Mail Watch: Publishers Forced Back to Vouchers
For all intents and purposes, the voucher format's grip on publishers' mail plans seemed to be loosening in the winter of 2007 and into the following spring. But then the financial markets nose-dived, taking with them what little money publishers had to invest in more exciting mail. Save for March and April 2009, when publishing mail was lighter anyway, the past six months have produced a reliable return to 40-plus percent voucher use.
The effect of a struggling economy also is causing publishers to pull back on premiums. Use of this tactic climbed to more than 50 percent of mailings between June 2005 and May 2007, before starting a decline that culminated in a 9 percent drop between the periods of June 2007-May 2008 and June 2008-May 2009. And at a time when cash is king, more publishers are making premiums conditional on payment, not response. The corollary to this developing practice is that soft offers have never been more dominant for magazine pitches, accounting for 100 percent of this group's May mail. By comparison, newsletter firms have stuck fast to their preference for hard offers, which came in at a six-month high of 71.4 percent.

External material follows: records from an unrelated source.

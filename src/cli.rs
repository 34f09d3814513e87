// src/cli.rs
//
// Command-line definition, shared with build.rs for the man page.

use clap::{Parser, Subcommand};
use clap_complete::Shell;
use std::path::PathBuf;

#[derive(Parser)]
#[command(name = "pakt")]
#[command(author, version, about = "Package manager for setup.ini style mirrors", long_about = None)]
pub struct Cli {
    /// Install root directory
    #[arg(short, long, global = true, env = "PAKT_ROOT", default_value = "/")]
    pub root: PathBuf,

    /// Mirror URL (overrides the persisted setting)
    #[arg(short, long, global = true, env = "PAKT_MIRROR")]
    pub mirror: Option<String>,

    /// Package cache directory (overrides the persisted setting)
    #[arg(short, long, global = true, env = "PAKT_CACHE")]
    pub cache: Option<PathBuf>,

    /// Package architecture
    #[arg(long, global = true, default_value = "x86_64")]
    pub arch: String,

    /// Enable debug logging
    #[arg(short, long, global = true)]
    pub verbose: bool,

    #[command(subcommand)]
    pub command: Option<Commands>,
}

#[derive(Subcommand)]
pub enum Commands {
    /// Create an empty ledger and settings file under the root
    Init,
    /// Download a fresh copy of the catalog
    Update,
    /// Install packages and their requirements
    Install {
        /// Package names
        #[arg(required = true)]
        packages: Vec<String>,
        /// Do not install required packages
        #[arg(long)]
        no_deps: bool,
        /// Do not run post-install scripts
        #[arg(long)]
        no_scripts: bool,
        /// Reinstall packages that are already installed
        #[arg(short, long)]
        upgrade: bool,
    },
    /// Remove installed packages
    Remove {
        /// Package names
        #[arg(required = true)]
        packages: Vec<String>,
    },
    /// Fetch and verify packages into the cache without installing
    Download {
        /// Package names
        #[arg(required = true)]
        packages: Vec<String>,
    },
    /// Show catalog records
    Show {
        /// Package names
        #[arg(required = true)]
        packages: Vec<String>,
        /// Print records as JSON
        #[arg(long)]
        json: bool,
    },
    /// Show the dependency tree of a package
    Depends {
        /// Package name
        package: String,
    },
    /// Show what requires a package, transitively
    Rdepends {
        /// Package name
        package: String,
    },
    /// List installed packages
    List {
        /// Substring filter on package names
        pattern: Option<String>,
    },
    /// List the files an installed package owns
    Listfiles {
        /// Package names
        #[arg(required = true)]
        packages: Vec<String>,
    },
    /// List catalog packages in a category
    Category {
        /// Category substring
        pattern: String,
    },
    /// Search catalog package names
    Search {
        /// Name substring
        pattern: String,
    },
    /// Find the installed package owning a path
    Owner {
        /// Path relative to the root
        path: String,
    },
    /// Show or set the persisted mirror
    Mirror {
        /// New mirror URL
        url: Option<String>,
    },
    /// Show or set the persisted cache directory
    Cache {
        /// New cache directory
        dir: Option<PathBuf>,
    },
    /// Generate shell completion scripts
    Completions {
        /// Shell type
        shell: Shell,
    },
}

Another belt-tightening move from this bloodied but not yet defeated sector? Magazine publishers are playing with paper to design mail that boasts a larger presence in the mailbox, without taking on larger production costs. New to the Who's Mailing What! Archive in May were envelope efforts from Kiplinger's Personal Finance (Archive code #205-174257-0905) and Newsweek (Archive code #201-171629-0905) that use larger outers-a 5" x 11" and #14, respectively-carrying inside components produced with a trim size meant for #9 or #10 envelopes. To keep the contents from slipping around inside, both marketers sealed off the envelopes a half-inch to an inch in from the sides, creating smaller pockets.